General USA: Ukraine will continue to receive'significant' support

COLLEVILLE-SUR-MER (France) -- The United States will continue to provide "significant" support for Ukraine because of the legacy of D-Day soldiers.

General USA: Ukraine will continue to receive'significant' support

COLLEVILLE-SUR-MER (France) -- The United States will continue to provide "significant" support for Ukraine because of the legacy of D-Day soldiers. Their victory over the Nazis led to a new order in the world and a better peace, Army Gen. Mark Milley of the Joint Chiefs of Staff said Monday.

Milley stated that Russia's war against Ukraine is a violation of the rules established by Allied nations after World War II. He spoke to The Associated Press from Omaha Beach, Normandy. On the 78th anniversary, Milley spoke about the D-Day invasion by Allied troops onto France's beaches. This led to the fall of Nazi Germany.

He stressed that one of the fundamental rules of the "global rules-based system" is that countries cannot attack other nations with their military forces in acts or aggression, unless it's an act for self-defense. But that's not what happened in Ukraine. This is an unambiguous, open act of aggression.

It is widely believed that it undermines the rules for which these dead -- at Omaha Beach and in the cemetery at Colleville-sur-Mer - have died. They died for something. They died in order to have peace in our world," Milley stated at Colleville-sur-Mer American Cemetery, where he spoke.

Milley explained that NATO nations, including Europe, have been supporting Ukraine with both lethal and nonlethal assistance to ensure that the rule set is supported and underwritten.

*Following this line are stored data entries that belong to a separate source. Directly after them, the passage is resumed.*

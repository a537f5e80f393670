use std::collections::HashMap;
use std::f64::consts::PI;

use crate::math::Point2;

/// Traces closed cycles through a set of directed edges `(from, to)`.
///
/// At every vertex the walk continues with the outgoing edge reached first
/// when turning clockwise from the reversed incoming direction. On a full
/// half-edge graph (every edge present in both directions) this visits each
/// face with the face on its left: bounded faces counter-clockwise, the
/// outer boundary of each connected component clockwise.
///
/// Returns each cycle as a list of edge indices. Edges that cannot be closed
/// into a cycle are skipped.
#[must_use]
pub fn trace_cycles(points: &[Point2], edges: &[(usize, usize)]) -> Vec<Vec<usize>> {
    let mut outgoing: Vec<Vec<usize>> = vec![Vec::new(); points.len()];
    for (idx, &(from, _)) in edges.iter().enumerate() {
        outgoing[from].push(idx);
    }

    let mut used = vec![false; edges.len()];
    let mut cycles = Vec::new();

    for start in 0..edges.len() {
        if used[start] {
            continue;
        }
        let mut cycle = Vec::new();
        let mut current = start;
        let closed = loop {
            used[current] = true;
            cycle.push(current);
            let Some(next) = pick_next_edge(current, edges, &outgoing, points) else {
                break false;
            };
            if next == start {
                break true;
            }
            if used[next] {
                break false;
            }
            current = next;
        };
        if closed {
            cycles.push(cycle);
        }
    }

    cycles
}

/// Splits a traced cycle at every vertex it passes more than once.
///
/// A cycle that pinches itself at a vertex comes back as one simple cycle
/// per lobe. Each returned cycle is closed and lists edge indices in walk
/// order.
#[must_use]
pub fn split_at_repeated_vertices(cycle: &[usize], edges: &[(usize, usize)]) -> Vec<Vec<usize>> {
    let mut pieces = Vec::new();
    let mut path: Vec<usize> = Vec::with_capacity(cycle.len());
    let mut position: HashMap<usize, usize> = HashMap::new();

    for &edge in cycle {
        let vertex = edges[edge].0;
        if let Some(&k) = position.get(&vertex) {
            let lobe = path.split_off(k);
            for &e in &lobe {
                position.remove(&edges[e].0);
            }
            pieces.push(lobe);
        }
        position.insert(vertex, path.len());
        path.push(edge);
    }
    if !path.is_empty() {
        pieces.push(path);
    }
    pieces
}

/// Picks the outgoing edge at the head of `incoming` with the smallest
/// clockwise turn from the reversed incoming direction. Going straight back
/// is the last resort.
fn pick_next_edge(
    incoming: usize,
    edges: &[(usize, usize)],
    outgoing: &[Vec<usize>],
    points: &[Point2],
) -> Option<usize> {
    let (from, node) = edges[incoming];
    let reverse_angle = direction_angle(&points[node], &points[from]);
    let mut best: Option<(usize, f64)> = None;

    for &candidate in &outgoing[node] {
        let target = edges[candidate].1;
        let heading = direction_angle(&points[node], &points[target]);
        let mut delta = normalize_angle(reverse_angle - heading);
        if delta == 0.0 {
            delta = 2.0 * PI;
        }
        if best.is_none_or(|(_, bd)| delta < bd) {
            best = Some((candidate, delta));
        }
    }

    best.map(|(idx, _)| idx)
}

fn direction_angle(from: &Point2, to: &Point2) -> f64 {
    (to.y - from.y).atan2(to.x - from.x)
}

/// Normalizes an angle to [0, 2pi).
fn normalize_angle(a: f64) -> f64 {
    let two_pi = 2.0 * PI;
    let r = a % two_pi;
    if r < 0.0 {
        r + two_pi
    } else {
        r
    }
}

Dozens upon dozens of veterans, all now in their 90s, were participating in the poignant D-Day ceremonies Monday. They came from Canada, Britain, Canada, and the United States.

On June 6, 1944, Allied troops landed at French beaches code-named Omaha (Utah), Juno, Sword and Gold) and were accompanied by 7,000 boats. In that one day, 4,414 Allied soldiers died, 2501 of which were Americans. More than 5,000 soldiers were also wounded. Several thousand were either killed or injured on the German side. Hitler was defeated and World War II ended with the massive invasion.

Milley was asked if Ukraine receives enough support. He said that "there's an extremely, very significant battle happening in the Donbas," referring to Ukraine's highly contested eastern industrial area bordering Russia. "But Kyiv (the capital), was protected and successfully defense against. The Russians had no choice but to move their forces south to the Donbas. We'll watch how it plays out."

He stated that he believed that the United States and its allies are supporting Ukraine in a substantial way and would continue to do so. He didn't elaborate.

Milley spoke strongly about Ukraine during the ceremony at American Cemetery. Milley was accompanied by more than 20 World War II veterans as well as several thousand spectators.

Milley stated that while Kiev might be over 2,000 km from here, they are also experiencing the same horrors that the French suffered in World War II as a result of the Nazi invasion. "Let's make sure that those who are not here today witness the end of a time when allies unite to defeat tyranny."

Milley's parents were soldiers in World War II, and his uncle served on D-Day with the Navy off Normandy's Coast as part of Operation Overlord.

This generation of soldiers "fought for us all... and I share a special bond with them." And I am very grateful for what they have done. Milley stated that we all, including ourselves today, need to continue the legacy they left behind.